I knew that after this experience, I could reread this book and use those practical steps for my purpose, being passionate, and “Journal the Vision.” I no longer was allowing self-doubt and imposter syndrome traits to be my driver. Alexa play, “Jesus Take The Wheel.”
[This is the part where you read this in the tone of your mentor, mother or anybody that can say the right words to whip you into shape, like your trainer]. This book will make you uncomfortable and that’s okay because it’s about time you tell insecurity BYE. It’s the year that you actually get fed up with being mediocre. Are you not tired of people telling you how much potential you have? You know that not doing the very thing that is natural to you is not humility? Time for you to suck it up man. Be real with yourself, don’t let insecurity be your excuse anymore. You know you want to do more, you know you really care about media, or writing, sports, entertainment, comedy or [fill in the blanks because there are so many other things you care about]. I don’t know about you, but I regret those years that I wasn’t living in the moment at my prom and only cared about how others looked at me. Or all those group pictures that I dodged because I felt like I didn’t look photographic, or Instagram ready.

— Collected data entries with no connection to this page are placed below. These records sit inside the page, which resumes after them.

use std::env;

use secrecy::SecretString;

#[derive(Clone, Debug)]
pub struct Config {
    pub mongo_conn_string: String,
    pub mongo_db_name: String,
    pub web_server_host: String,
    pub web_server_port: u16,
    pub jwt_secret: SecretString,
    pub jwt_expiration_hours: i64,
    pub openai_api_key: Option<SecretString>,
    pub openai_model: String,
    pub cors_allowed_origin: String,
}

impl Config {
    pub fn from_env() -> Self {
        Self {
            mongo_conn_string: env::var("MONGO_CONN_STRING")
                .unwrap_or_else(|_| "mongodb://localhost:27017".to_string()),
            mongo_db_name: env::var("MONGO_DB_NAME")
                .unwrap_or_else(|_| "quiz_planner".to_string()),
            web_server_host: env::var("WEB_SERVER_HOST")
                .unwrap_or_else(|_| "localhost".to_string()),
            web_server_port: env::var("WEB_SERVER_PORT")
                .ok()
                .and_then(|p| p.parse().ok())
                .unwrap_or(5000),
            jwt_secret: SecretString::from(
                env::var("JWT_SECRET")
                    .unwrap_or_else(|_| "dev_secret_key_change_in_production".to_string()),
            ),
            jwt_expiration_hours: env::var("JWT_EXPIRATION_HOURS")
                .ok()
                .and_then(|h| h.parse().ok())
                .unwrap_or(24),
            openai_api_key: env::var("OPENAI_API_KEY").ok().map(SecretString::from),
            openai_model: env::var("OPENAI_MODEL").unwrap_or_else(|_| "gpt-4o-mini".to_string()),
            cors_allowed_origin: env::var("CORS_ALLOWED_ORIGIN")
                .unwrap_or_else(|_| "http://localhost:3000".to_string()),
        }
    }

    /// Validate that production-critical configuration is set
    /// Panics if required secrets are using default values
    pub fn validate_for_production(&self) {
        use secrecy::ExposeSecret;

        let jwt_secret = self.jwt_secret.expose_secret();

        if jwt_secret == "dev_secret_key_change_in_production" {
            panic!(
                "FATAL: JWT_SECRET is using default value! Set JWT_SECRET environment variable to a secure random string."
            );
        }

        if jwt_secret.len() < 32 {
            panic!(
                "FATAL: JWT_SECRET is too short ({}). Must be at least 32 characters for security.",
                jwt_secret.len()
            );
        }
    }

    #[cfg(test)]
    pub fn test_config() -> Self {
        Self {
            mongo_conn_string: "mongodb://localhost:27017".to_string(),
            mongo_db_name: "quiz_planner_test".to_string(),
            web_server_host: "127.0.0.1".to_string(),
            web_server_port: 5000,
            jwt_secret: SecretString::from("test_jwt_secret_key".to_string()),
            jwt_expiration_hours: 1,
            openai_api_key: None,
            openai_model: "gpt-4o-mini".to_string(),
            cors_allowed_origin: "http://localhost:3000".to_string(),
        }
    }
}
use chrono::{Duration, Utc};
use serde::{Deserialize, Serialize};

use crate::models::domain::user::User;

#[derive(Debug, Clone, Serialize, Deserialize)]
pub struct Claims {
    pub sub: String, // Subject (user id as hex string)
    pub username: String,
    pub email: String,
    pub exp: usize, // Expiration time (as UTC timestamp)
    pub iat: usize, // Issued at (as UTC timestamp)
}

impl Claims {
    pub fn new(user: &User, expiration_hours: i64) -> Self {
        let now = Utc::now();
        let exp = now + Duration::hours(expiration_hours);

        Self {
            sub: user.id_hex(),
            username: user.username.clone(),
            email: user.email.clone(),
            iat: now.timestamp() as usize,
            exp: exp.timestamp() as usize,
        }
    }
}
#[actix_web::test]
async fn dashboard_joins_quizzes_and_averages_scores() {
    let ctx = build_service(Some(Arc::new(StubGenerator::new(vec![
        true_false_question(),
        short_answer_question(),
    ]))));
    let material_id = seed_material(&ctx, "user-1").await;

    let generated = ctx
        .service
        .generate_quiz("user-1", generate_request(&material_id))
        .await
        .unwrap();

    // 100%
    ctx.service
        .submit_attempt(
            "user-1",
            &generated.quiz_id,
            answers(&[
                ("0", AnswerValue::Bool(true)),
                ("1", AnswerValue::Text("Mitochondria".to_string())),
            ]),
        )
        .await
        .unwrap();

    // 50%
    ctx.service
        .submit_attempt(
            "user-1",
            &generated.quiz_id,
            answers(&[("0", AnswerValue::Bool(true))]),
        )
        .await
        .unwrap();

    let dashboard = ctx.service.dashboard("user-1").await.unwrap();

    assert_eq!(dashboard.stats.total_attempts, 2);
    assert_eq!(dashboard.stats.average_score, 75.0);
    assert_eq!(dashboard.attempts.len(), 2);
    assert!(dashboard
        .attempts
        .iter()
        .all(|row| row.quiz_title == "Quiz on Cell Biology"));
}

#[actix_web::test]
async fn dashboard_over_no_attempts_is_empty_with_zero_average() {
    let ctx = build_service(None);

    let dashboard = ctx.service.dashboard("user-1").await.unwrap();

    assert!(dashboard.attempts.is_empty());
    assert_eq!(dashboard.stats.total_attempts, 0);
    assert_eq!(dashboard.stats.average_score, 0.0);
}
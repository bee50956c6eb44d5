use std::{cmp::Ordering, collections::HashMap};

use ragline_domain::{Candidate, Degradation, IndexHit, Query, QueryFilters};

use crate::{
	CacheKey, CacheValue, Error, RaglineService, Result, StageOutcome, limits,
	retry::{self, RetryPolicy},
};

impl RaglineService {
	/// Hybrid retrieval: dense and BM25 searches joined, then fused by reciprocal rank.
	///
	/// One failed modality degrades to the other; both failing is `Unavailable` with a
	/// [`Error::RetrievalUnavailable`].
	pub async fn retrieve(&self, query: &Query) -> StageOutcome<Vec<Candidate>> {
		let (vector, keyword) = tokio::join!(self.vector_path(query), self.keyword_path(query));
		let fusion_k = self.cfg.retrieval.fusion_k;

		match (vector, keyword) {
			(Ok(vector), Ok(keyword)) => StageOutcome::Ok(fuse_rrf(vector, keyword, fusion_k)),
			(Ok(vector), Err(err)) => {
				tracing::warn!(error = %err, "Keyword search unavailable. Using vector results only.");

				StageOutcome::Degraded(
					fuse_rrf(vector, Vec::new(), fusion_k),
					Degradation::KeywordSearchUnavailable,
				)
			},
			(Err(err), Ok(keyword)) => {
				tracing::warn!(error = %err, "Vector search unavailable. Using keyword results only.");

				StageOutcome::Degraded(
					fuse_rrf(Vec::new(), keyword, fusion_k),
					Degradation::VectorSearchUnavailable,
				)
			},
			(Err(vector_err), Err(keyword_err)) => {
				tracing::error!(
					vector_error = %vector_err,
					keyword_error = %keyword_err,
					"Both retrieval paths failed."
				);

				StageOutcome::Unavailable(Error::RetrievalUnavailable {
					message: format!("vector: {vector_err}; keyword: {keyword_err}"),
				})
			},
		}
	}

	/// Embedding for the normalized query text, from the embedding tier when possible.
	pub async fn query_embedding(&self, query: &Query) -> Result<Vec<f32>> {
		let model = self.embedding_model();
		let key = CacheKey::query_embedding(&query.normalized, &model);

		if let Some(vector) = self.cache.lookup_embedding(&key) {
			return Ok(vector);
		}

		let texts: &[String] = &[query.normalized.clone()];
		let vector = retry::with_retries(self.retry_policy(), "embed_query", || async move {
			let _permit = limits::acquire(&self.limits.embedding, "embedding").await?;
			let mut vectors =
				self.collaborators.embedding.embed(&self.cfg.providers.embedding, texts).await?;

			vectors.pop().ok_or_else(|| Error::Provider {
				message: "embedding provider returned no vector".to_string(),
			})
		})
		.await?;

		if vector.len() != self.cfg.providers.embedding.dimensions as usize {
			return Err(Error::Provider {
				message: format!(
					"query embedding has {} dimensions, expected {}",
					vector.len(),
					self.cfg.providers.embedding.dimensions
				),
			});
		}

		self.cache.store_default(key, CacheValue::Embedding { vector: vector.clone(), source: None });

		Ok(vector)
	}

	pub(crate) fn retry_policy(&self) -> RetryPolicy {
		RetryPolicy::from_config(&self.cfg.retrieval)
	}

	async fn vector_path(&self, query: &Query) -> Result<Vec<IndexHit>> {
		let vector = self.query_embedding(query).await?;
		let vector = vector.as_slice();
		let top_k = self.cfg.retrieval.vector_top_k;
		let hits = retry::with_retries(self.retry_policy(), "search_vectors", || async move {
			let _permit = limits::acquire(&self.limits.vector, "vector index").await?;

			self.collaborators.vector.search_vectors(vector, &query.filters, top_k).await
		})
		.await?;

		Ok(admit_hits(hits, &query.filters, "vector"))
	}

	async fn keyword_path(&self, query: &Query) -> Result<Vec<IndexHit>> {
		let top_k = self.cfg.retrieval.keyword_top_k;
		let hits = retry::with_retries(self.retry_policy(), "search_keywords", || async move {
			let _permit = limits::acquire(&self.limits.keyword, "keyword index").await?;

			self.collaborators.keyword.search_keywords(&query.normalized, &query.filters, top_k).await
		})
		.await?;

		Ok(admit_hits(hits, &query.filters, "keyword"))
	}
}

/// Drops hits the caller may not see, whatever the index returned.
pub fn admit_hits(hits: Vec<IndexHit>, filters: &QueryFilters, source: &'static str) -> Vec<IndexHit> {
	let total = hits.len();
	let admitted: Vec<IndexHit> =
		hits.into_iter().filter(|hit| filters.admits(&hit.metadata)).collect();

	if admitted.len() < total {
		tracing::warn!(
			source,
			dropped = total - admitted.len(),
			"Index returned hits outside the query filters."
		);
	}

	admitted
}

/// Reciprocal Rank Fusion of two ranked hit lists.
///
/// Each list contributes at most one `1 / (k + rank)` term per chunk (its first occurrence,
/// 1-based rank). Ordering is by fused score, then raw vector score (absent sorts last),
/// then chunk id, so equal inputs always give equal output.
pub fn fuse_rrf(vector: Vec<IndexHit>, keyword: Vec<IndexHit>, k: u32) -> Vec<Candidate> {
	let mut by_chunk: HashMap<String, Candidate> = HashMap::new();

	for (idx, hit) in vector.into_iter().enumerate() {
		let rank = idx as u32 + 1;
		let score = hit.score;
		let candidate =
			by_chunk.entry(hit.chunk_id.clone()).or_insert_with(|| Candidate::from_hit(hit));

		if candidate.vector_rank.is_some() {
			continue;
		}

		candidate.vector_rank = Some(rank);
		candidate.vector_score = Some(score);
		candidate.fused_score += rrf_term(k, rank);
	}
	for (idx, hit) in keyword.into_iter().enumerate() {
		let rank = idx as u32 + 1;
		let score = hit.score;
		let candidate =
			by_chunk.entry(hit.chunk_id.clone()).or_insert_with(|| Candidate::from_hit(hit));

		if candidate.keyword_rank.is_some() {
			continue;
		}

		candidate.keyword_rank = Some(rank);
		candidate.keyword_score = Some(score);
		candidate.fused_score += rrf_term(k, rank);
	}

	let mut fused: Vec<Candidate> = by_chunk.into_values().collect();

	fused.sort_by(cmp_fused);

	fused
}

pub fn rrf_term(k: u32, rank: u32) -> f32 {
	1.0 / (k as f32 + rank as f32)
}

pub(crate) fn cmp_f32_desc(a: f32, b: f32) -> Ordering {
	match (a.is_nan(), b.is_nan()) {
		(true, true) => Ordering::Equal,
		(true, false) => Ordering::Greater,
		(false, true) => Ordering::Less,
		(false, false) => b.partial_cmp(&a).unwrap_or(Ordering::Equal),
	}
}

fn cmp_fused(a: &Candidate, b: &Candidate) -> Ordering {
	cmp_f32_desc(a.fused_score, b.fused_score)
		.then_with(|| match (a.vector_score, b.vector_score) {
			(Some(a), Some(b)) => cmp_f32_desc(a, b),
			(Some(_), None) => Ordering::Less,
			(None, Some(_)) => Ordering::Greater,
			(None, None) => Ordering::Equal,
		})
		.then_with(|| a.chunk_id.cmp(&b.chunk_id))
}
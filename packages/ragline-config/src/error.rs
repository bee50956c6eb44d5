use std::path::PathBuf;

pub type Result<T, E = Error> = std::result::Result<T, E>;

#[derive(Debug, thiserror::Error)]
pub enum Error {
	#[error("Failed to read config file at {path:?}.")]
	Read { path: PathBuf, source: std::io::Error },
	#[error("Failed to parse config file at {path:?}.")]
	Parse { path: PathBuf, source: toml::de::Error },
	#[error("Invalid `{key}`: {message}")]
	Validation { key: &'static str, message: String },
}
impl Error {
	pub(crate) fn invalid(key: &'static str, message: impl Into<String>) -> Self {
		Self::Validation { key, message: message.into() }
	}
}
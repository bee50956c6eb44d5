use std::collections::HashMap;

use time::macros::date;

use ragline_config::Normalizer;
use ragline_domain::{
	AnswerOutcome, AnswerResult, Intent, QueryNormalizer, Scope, ScopeViolation,
	query::DateRange,
};

fn normalizer_config() -> Normalizer {
	let mut synonyms = HashMap::new();

	synonyms.insert("pto".to_string(), vec!["paid time off".to_string()]);

	Normalizer {
		dictionary: vec![
			"vacation".to_string(),
			"policy".to_string(),
			"reimbursement".to_string(),
		],
		synonyms,
		departments: vec!["hr".to_string(), "finance".to_string()],
		regions: vec!["emea".to_string()],
		..Default::default()
	}
}

fn hr_scope() -> Scope {
	Scope::new(["HR"])
}

#[test]
fn weather_question_is_confidently_off_topic() {
	let query = QueryNormalizer::from_config(&normalizer_config())
		.normalize("what is the weather today", &hr_scope());

	assert_eq!(query.intent, Intent::OffTopic);
	assert!(query.intent_confidence >= 0.8);
}

#[test]
fn normalizes_corrects_and_expands() {
	let query = QueryNormalizer::from_config(&normalizer_config())
		.normalize("How much PTO does the vacaton policy give?", &hr_scope());

	assert_eq!(query.normalized, "how much pto paid time off does the vacation policy give?");
	assert_eq!(query.raw, "How much PTO does the vacaton policy give?");
	assert_eq!(query.intent, Intent::Factual);
}

#[test]
fn inferred_filters_never_touch_acl_groups() {
	let query = QueryNormalizer::from_config(&normalizer_config())
		.normalize("finance reimbursement rules for admins since 2023", &Scope::new(["HR", "HR"]));

	assert_eq!(query.filters.acl_groups, vec!["HR".to_string()]);
	assert_eq!(query.filters.department.as_deref(), Some("finance"));
	assert_eq!(
		query.filters.date_range,
		Some(DateRange { from: Some(date!(2023 - 01 - 01)), to: None })
	);
}

#[test]
fn historical_and_comparative_queries_retain_history() {
	let normalizer = QueryNormalizer::from_config(&normalizer_config());

	assert!(normalizer.normalize("what was the previous vacation policy", &hr_scope()).retains_history());
	assert!(normalizer.normalize("compare vacation policy versions", &hr_scope()).retains_history());
	assert!(!normalizer.normalize("what is the vacation policy", &hr_scope()).retains_history());
}

#[test]
fn scope_validation_reports_violations() {
	assert_eq!(Scope::new(Vec::<String>::new()).validate(), Err(ScopeViolation::NoGroups));

	let err = Scope::new(["hr", "payroll team"]).validate().expect_err("Expected a violation.");

	assert_eq!(err, ScopeViolation::InvalidGroupChar { group: "payroll team".to_string() });
	assert_eq!(err.to_string(), "scope group \"payroll team\" contains unsupported characters");
}

#[test]
fn not_grounded_result_serializes_with_snake_case_outcome() {
	let result = AnswerResult::not_grounded(uuid::Uuid::new_v4(), Vec::new());
	let value = serde_json::to_value(&result).expect("Failed to serialize result.");

	assert_eq!(result.outcome, AnswerOutcome::NotGrounded);
	assert_eq!(value["outcome"], "not_grounded");
	assert_eq!(value["grounded"], false);
	assert!(value["created_at"].as_str().is_some());
}
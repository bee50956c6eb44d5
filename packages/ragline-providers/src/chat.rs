use serde_json::Value;

use crate::{Error, Result};

/// One OpenAI-compatible chat completion. Returns the first choice's message content.
pub async fn complete(cfg: &ragline_config::LlmProviderConfig, messages: &[Value]) -> Result<String> {
	let client = crate::http_client(cfg.timeout_ms)?;
	let body = serde_json::json!({
		"model": cfg.model,
		"temperature": cfg.temperature,
		"messages": messages,
	});
	let res = client
		.post(crate::endpoint(&cfg.api_base, &cfg.path))
		.headers(crate::auth_headers(&cfg.api_key, &cfg.default_headers)?)
		.json(&body)
		.send()
		.await?;
	let json: Value = res.error_for_status()?.json().await?;

	parse_chat_content(&json)
}

pub fn message(role: &str, content: &str) -> Value {
	serde_json::json!({ "role": role, "content": content })
}

fn parse_chat_content(json: &Value) -> Result<String> {
	json.get("choices")
		.and_then(|v| v.as_array())
		.and_then(|choices| choices.first())
		.and_then(|choice| choice.get("message"))
		.and_then(|message| message.get("content"))
		.and_then(|content| content.as_str())
		.map(str::to_string)
		.ok_or_else(|| Error::response("chat completion is missing choices[0].message.content"))
}
use std::{
	env, fs,
	path::PathBuf,
	sync::atomic::{AtomicU64, Ordering},
	time::{SystemTime, UNIX_EPOCH},
};

use toml::{Table, Value};

use ragline_config::{Config, Error};

const SAMPLE_CONFIG_TOML: &str = include_str!("fixtures/sample_config.toml");

fn sample_with(section: &str, key: &str, value: Value) -> String {
	let mut root: Table = toml::from_str(SAMPLE_CONFIG_TOML).expect("Failed to parse sample config.");
	let table = root
		.entry(section.to_string())
		.or_insert_with(|| Value::Table(Table::new()))
		.as_table_mut()
		.expect("Section must be a table.");

	table.insert(key.to_string(), value);

	toml::to_string(&root).expect("Failed to render sample config.")
}

fn write_temp_config(payload: String) -> PathBuf {
	static COUNTER: AtomicU64 = AtomicU64::new(0);

	let nanos = SystemTime::now()
		.duration_since(UNIX_EPOCH)
		.expect("System time must be valid.")
		.as_nanos();
	let ordinal = COUNTER.fetch_add(1, Ordering::SeqCst);
	let mut path = env::temp_dir();

	path.push(format!("ragline_config_test_{nanos}_{}_{ordinal}.toml", std::process::id()));

	fs::write(&path, payload).expect("Failed to write test config.");

	path
}

fn load_payload(payload: String) -> Result<Config, Error> {
	let path = write_temp_config(payload);
	let result = ragline_config::load(&path);

	fs::remove_file(&path).expect("Failed to remove test config.");

	result
}

fn expect_validation_key(result: Result<Config, Error>, expected: &str) {
	match result {
		Err(Error::Validation { key, .. }) => assert_eq!(key, expected),
		Err(other) => panic!("Expected validation error for {expected}, got {other}."),
		Ok(_) => panic!("Expected validation error for {expected}."),
	}
}

#[test]
fn sample_config_loads_with_defaults() {
	let cfg = load_payload(SAMPLE_CONFIG_TOML.to_string()).expect("Sample config must load.");

	assert_eq!(cfg.service.request_deadline_ms, 5_000);
	assert_eq!(cfg.retrieval.fusion_k, 60);
	assert_eq!(cfg.retrieval.vector_top_k, 50);
	assert_eq!(cfg.retrieval.keyword_top_k, 50);
	assert_eq!(cfg.retrieval.max_retries, 2);
	assert_eq!(cfg.rerank.batch_size, 16);
	assert_eq!(cfg.context.token_budget, 3_500);
	assert_eq!(cfg.context.mmr_lambda, 0.7);
	assert_eq!(cfg.context.dedup_similarity_threshold, 0.85);
	assert_eq!(cfg.context.relevance_floor, 0.5);
	assert_eq!(cfg.concurrency.max_concurrent_calls_per_collaborator, 20);
	assert_eq!(cfg.cache.answer_ttl_secs, 1_200);
	assert_eq!(cfg.cache.retrieval_ttl_secs, 2_400);
	assert_eq!(cfg.cache.embedding_ttl_secs, ragline_config::EMBEDDING_TTL_SECS_MAX);
}

#[test]
fn vocabularies_are_normalized_on_load() {
	let cfg = load_payload(SAMPLE_CONFIG_TOML.to_string()).expect("Sample config must load.");

	assert_eq!(cfg.normalizer.dictionary, vec!["benefits", "policy", "reimbursement", "vacation"]);
	assert_eq!(cfg.normalizer.departments, vec!["engineering", "finance", "hr"]);
	assert_eq!(
		cfg.normalizer.synonyms.get("pto").map(Vec::as_slice),
		Some(&["paid time off".to_string()][..])
	);
	assert!(!cfg.normalizer.synonyms.contains_key("PTO"));
}

#[test]
fn answer_ttl_outside_tier_bounds_is_rejected() {
	let payload = sample_with("cache", "answer_ttl_secs", Value::Integer(3_600));

	expect_validation_key(load_payload(payload), "cache.answer_ttl_secs");
}

#[test]
fn retrieval_ttl_below_tier_bounds_is_rejected() {
	let payload = sample_with("cache", "retrieval_ttl_secs", Value::Integer(600));

	expect_validation_key(load_payload(payload), "cache.retrieval_ttl_secs");
}

#[test]
fn embedding_ttl_beyond_thirty_days_is_rejected() {
	let payload = sample_with(
		"cache",
		"embedding_ttl_secs",
		Value::Integer(ragline_config::EMBEDDING_TTL_SECS_MAX as i64 + 1),
	);

	expect_validation_key(load_payload(payload), "cache.embedding_ttl_secs");
}

#[test]
fn rerank_batch_size_outside_range_is_rejected() {
	let payload = sample_with("rerank", "batch_size", Value::Integer(32));

	expect_validation_key(load_payload(payload), "rerank.batch_size");
}

#[test]
fn mmr_lambda_outside_unit_interval_is_rejected() {
	let payload = sample_with("context", "mmr_lambda", Value::Float(1.5));

	expect_validation_key(load_payload(payload), "context.mmr_lambda");
}

#[test]
fn zero_dedup_threshold_is_rejected() {
	let payload = sample_with("context", "dedup_similarity_threshold", Value::Float(0.0));

	expect_validation_key(load_payload(payload), "context.dedup_similarity_threshold");
}

#[test]
fn embedding_dimensions_must_match_index() {
	let mut root: Table = toml::from_str(SAMPLE_CONFIG_TOML).expect("Failed to parse sample config.");
	let embedding = root
		.get_mut("providers")
		.and_then(Value::as_table_mut)
		.and_then(|providers| providers.get_mut("embedding"))
		.and_then(Value::as_table_mut)
		.expect("Sample config must include [providers.embedding].");

	embedding.insert("dimensions".to_string(), Value::Integer(768));

	let payload = toml::to_string(&root).expect("Failed to render sample config.");

	expect_validation_key(load_payload(payload), "providers.embedding.dimensions");
}

#[test]
fn missing_file_reports_read_error() {
	let path = env::temp_dir().join("ragline_config_missing_file.toml");
	let err = ragline_config::load(&path).expect_err("Missing file must fail.");

	assert!(matches!(err, Error::Read { .. }));
}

Since the pandemic, a sore spot for me was my relationships. I hibernated. I disappeared, and I just wanted to isolate myself socially and emotionally. When I got to the chapter about “Mak[ing] Relationships A Priority”, my one day read became “I’ll address this in the morning.” I could not face some of these things head on. I knew I needed to get in contact with some old friends and family members, but I was doing the crip walk like Snoop at the Super Bowl. My friends can tell you about those random moments I sent text and voice messages about how happy I am that they exist. Or those moments I was in tears reading these pages because I knew that I no longer could be the same. I had to say “insecurity, bye”, and “purpose, hello”, I was all in. I no longer had a safety blanket. I was exposed. Now how was I to know that God knew me like that and told someone to write about it in a book? I must’ve missed that plot.

So Crystal Daye is an International Certified Christian Life Coach, Corporate Trainer, Host of the Diary Of A Jesus Girl Podcast, kingdom influencer, COO of DayeLight Publishers and mother.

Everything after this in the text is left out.